** Task inputs **
·····

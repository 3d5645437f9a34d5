//! Schedule rows and result structures

use serde::{Deserialize, Serialize};

use crate::loan::LoanParameters;

/// One period of the baseline (no extra payment) schedule
#[derive(Debug, Clone, Copy, PartialEq, Serialize, Deserialize)]
pub struct ScheduleRow {
    pub month: u32,
    /// Fixed installment
    pub payment: f64,
    pub principal_payment: f64,
    pub interest_payment: f64,
    /// Remaining principal, floored at 0
    pub balance: f64,
    pub cumulative_interest: f64,
}

/// One period of the schedule with a recurring extra payment
#[derive(Debug, Clone, Copy, PartialEq, Serialize, Deserialize)]
pub struct ScheduleRowWithExtra {
    pub month: u32,
    /// Installment plus net extra payment
    pub payment: f64,
    /// Unmodified fixed installment
    pub scheduled_payment: f64,
    /// Extra payment after the penalty haircut
    pub net_extra_payment: f64,
    /// Scheduled principal component plus net extra payment
    pub principal_payment: f64,
    pub interest_payment: f64,
    /// Remaining principal, clamped at 0
    pub balance: f64,
    pub cumulative_interest: f64,
}

/// Comparative metrics between the two schedules
#[derive(Debug, Clone, Copy, Default, PartialEq, Serialize, Deserialize)]
pub struct SummaryMetrics {
    pub fixed_monthly_payment: f64,
    pub total_interest_baseline: f64,
    pub total_interest_with_extra: f64,
    /// Original term minus the length of the extra-payment schedule
    pub months_saved: u32,
    /// Number of extra payments made times the penalty rate
    pub early_payment_penalty_amount: f64,
}

impl SummaryMetrics {
    /// Interest avoided by paying extra, before the penalty
    pub fn interest_saved(&self) -> f64 {
        self.total_interest_baseline - self.total_interest_with_extra
    }

    /// Interest saved minus the penalty. Negative when the penalty outweighs the savings.
    pub fn net_savings(&self) -> f64 {
        self.interest_saved() - self.early_payment_penalty_amount
    }

    pub fn has_penalty(&self) -> bool {
        self.early_payment_penalty_amount > 0.0
    }
}

/// Complete amortization result
#[derive(Debug, Clone, PartialEq, Serialize, Deserialize)]
pub struct AmortizationResult {
    /// Parameters the result was computed from
    pub params: LoanParameters,

    pub fixed_monthly_payment: f64,

    pub baseline_schedule: Vec<ScheduleRow>,

    pub extra_payment_schedule: Vec<ScheduleRowWithExtra>,

    pub summary: SummaryMetrics,
}

impl AmortizationResult {
    /// Result for inputs that cannot be amortized
    pub fn empty(params: LoanParameters) -> Self {
        Self {
            params,
            fixed_monthly_payment: 0.0,
            baseline_schedule: Vec::new(),
            extra_payment_schedule: Vec::new(),
            summary: SummaryMetrics::default(),
        }
    }

    pub fn is_empty(&self) -> bool {
        self.baseline_schedule.is_empty() && self.extra_payment_schedule.is_empty()
    }

    /// Principal plus all baseline interest
    pub fn total_paid_baseline(&self) -> f64 {
        if self.is_empty() {
            return 0.0;
        }
        self.params.principal + self.summary.total_interest_baseline
    }

    /// Principal plus all interest under the extra-payment plan
    pub fn total_paid_with_extra(&self) -> f64 {
        if self.is_empty() {
            return 0.0;
        }
        self.params.principal + self.summary.total_interest_with_extra
    }

    /// Number of months actually needed with extra payments
    pub fn term_with_extra(&self) -> u32 {
        self.extra_payment_schedule.len() as u32
    }

    /// Balance left after the extra-payment schedule ends (0 when paid off)
    pub fn residual_balance(&self) -> f64 {
        self.extra_payment_schedule
            .last()
            .map(|r| r.balance)
            .unwrap_or(0.0)
    }
}

#[cfg(test)]
mod tests {
    use super::*;

    #[test]
    fn test_net_savings_can_be_negative() {
        let summary = SummaryMetrics {
            fixed_monthly_payment: 100.0,
            total_interest_baseline: 500.0,
            total_interest_with_extra: 450.0,
            months_saved: 2,
            early_payment_penalty_amount: 80.0,
        };
        assert_eq!(summary.interest_saved(), 50.0);
        assert_eq!(summary.net_savings(), -30.0);
        assert!(summary.has_penalty());
    }

    #[test]
    fn test_empty_result() {
        let result = AmortizationResult::empty(LoanParameters::new(0.0, 12, 5.0));
        assert!(result.is_empty());
        assert_eq!(result.total_paid_baseline(), 0.0);
        assert_eq!(result.total_paid_with_extra(), 0.0);
        assert_eq!(result.term_with_extra(), 0);
        assert_eq!(result.residual_balance(), 0.0);
        assert_eq!(result.summary, SummaryMetrics::default());
    }
}
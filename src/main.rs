//! Loan Amortization CLI
//!
//! Computes the baseline and extra-payment schedules for one loan, prints a
//! comparison and writes the full schedules to CSV.

use anyhow::Context;
use clap::Parser;
use loan_amortization::{
    loan::{DEFAULT_ANNUAL_RATE_PERCENT, DEFAULT_PENALTY_PERCENT, DEFAULT_PRINCIPAL, DEFAULT_TERM_MONTHS},
    report, AmortizationEngine, AmortizationResult, LoanParameters,
};
use std::fs::File;
use std::path::{Path, PathBuf};

/// French-method loan amortization with extra payments
#[derive(Parser, Debug)]
#[command(name = "loan_amortization", version, about)]
struct Args {
    /// Amount borrowed
    #[arg(long, env = "LOAN_PRINCIPAL", default_value_t = DEFAULT_PRINCIPAL)]
    principal: f64,

    /// Term in months
    #[arg(long, env = "LOAN_TERM_MONTHS", default_value_t = DEFAULT_TERM_MONTHS)]
    term_months: u32,

    /// Nominal annual rate in percent (5 = 5%)
    #[arg(long, env = "LOAN_ANNUAL_RATE", default_value_t = DEFAULT_ANNUAL_RATE_PERCENT)]
    rate: f64,

    /// Extra principal paid every month
    #[arg(long, env = "LOAN_EXTRA_PAYMENT", default_value_t = 0.0)]
    extra: f64,

    /// Lender penalty on extra payments, in percent
    #[arg(long, env = "LOAN_PENALTY_PERCENT", default_value_t = DEFAULT_PENALTY_PERCENT)]
    penalty: f64,

    /// Number of schedule rows to print
    #[arg(long, default_value_t = 24)]
    rows: usize,

    /// Directory for the CSV outputs
    #[arg(long, default_value = ".")]
    output_dir: PathBuf,

    /// Print the full result as JSON instead of tables
    #[arg(long)]
    json: bool,
}

fn main() -> anyhow::Result<()> {
    env_logger::init();
    let args = Args::parse();

    let params = LoanParameters::new(args.principal, args.term_months, args.rate)
        .with_extra_payment(args.extra, args.penalty);

    let result = AmortizationEngine::new().calculate(&params);

    if args.json {
        report::write_json(std::io::stdout().lock(), &result)?;
        return Ok(());
    }

    if result.is_empty() {
        println!("Insufficient data to amortize: principal, term and rate must all be positive.");
        return Ok(());
    }

    print_summary(&result);
    report::write_schedule_table(std::io::stdout().lock(), &result, args.rows)?;
    write_outputs(&result, &args.output_dir)?;

    Ok(())
}

fn print_summary(result: &AmortizationResult) {
    let summary = &result.summary;

    println!("Loan Amortization v{}", env!("CARGO_PKG_VERSION"));
    println!("======================\n");
    println!("  Principal:        {:.2}", result.params.principal);
    println!("  Term:             {} months", result.params.term_months);
    println!("  Annual Rate:      {}%", result.params.annual_rate_percent);
    println!("  Fixed Payment:    {:.2}", summary.fixed_monthly_payment);
    println!();

    println!("Original plan:");
    println!("  Total Interest:   {:.2}", summary.total_interest_baseline);
    println!("  Total Paid:       {:.2}", result.total_paid_baseline());

    if result.params.extra_monthly_payment > 0.0 {
        println!("\nWith extra payment of {:.2}/month:", result.params.extra_monthly_payment);
        println!("  Monthly Payment:  {:.2}", summary.fixed_monthly_payment + result.params.extra_monthly_payment);
        println!("  Term:             {} months", result.term_with_extra());
        println!("  Total Interest:   {:.2}", summary.total_interest_with_extra);
        println!("  Total Paid:       {:.2}", result.total_paid_with_extra());
        println!("  Months Saved:     {}", summary.months_saved);
        println!("  Interest Saved:   {:.2}", summary.interest_saved());
        println!("  Penalty:          {:.2}", summary.early_payment_penalty_amount);
        if summary.has_penalty() {
            println!("  Net Savings:      {:.2}", summary.net_savings());
        } else {
            println!("  No early payment penalty");
        }
        if result.residual_balance() > 0.0 {
            println!("  Residual Balance: {:.2}", result.residual_balance());
        }
    }
    println!();
}

fn write_outputs(result: &AmortizationResult, dir: &Path) -> anyhow::Result<()> {
    let baseline_path = dir.join("baseline_schedule.csv");
    let file = File::create(&baseline_path)
        .with_context(|| format!("Unable to create {}", baseline_path.display()))?;
    report::write_baseline_csv(file, &result.baseline_schedule)?;

    let extra_path = dir.join("extra_payment_schedule.csv");
    let file = File::create(&extra_path)
        .with_context(|| format!("Unable to create {}", extra_path.display()))?;
    report::write_extra_csv(file, &result.extra_payment_schedule)?;

    let summary_path = dir.join("summary.csv");
    let file = File::create(&summary_path)
        .with_context(|| format!("Unable to create {}", summary_path.display()))?;
    report::write_summary_csv(file, result)?;

    println!("\nFull schedules written to: {}", dir.display());
    Ok(())
}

·····

** What to produce **
Starting at the first line of the data above, please restate word for word every line up to and including the one that holds "the two schedules", and add nothing else.

** The completed task **
repository 3d5645437f9a34d5
//! Schedule rows and result structures

use serde::{Deserialize, Serialize};

use crate::loan::LoanParameters;

/// One period of the baseline (no extra payment) schedule
#[derive(Debug, Clone, Copy, PartialEq, Serialize, Deserialize)]
pub struct ScheduleRow {
    pub month: u32,
    /// Fixed installment
    pub payment: f64,
    pub principal_payment: f64,
    pub interest_payment: f64,
    /// Remaining principal, floored at 0
    pub balance: f64,
    pub cumulative_interest: f64,
}

/// One period of the schedule with a recurring extra payment
#[derive(Debug, Clone, Copy, PartialEq, Serialize, Deserialize)]
pub struct ScheduleRowWithExtra {
    pub month: u32,
    /// Installment plus net extra payment
    pub payment: f64,
    /// Unmodified fixed installment
    pub scheduled_payment: f64,
    /// Extra payment after the penalty haircut
    pub net_extra_payment: f64,
    /// Scheduled principal component plus net extra payment
    pub principal_payment: f64,
    pub interest_payment: f64,
    /// Remaining principal, clamped at 0
    pub balance: f64,
    pub cumulative_interest: f64,
}

/// Comparative metrics between the two schedules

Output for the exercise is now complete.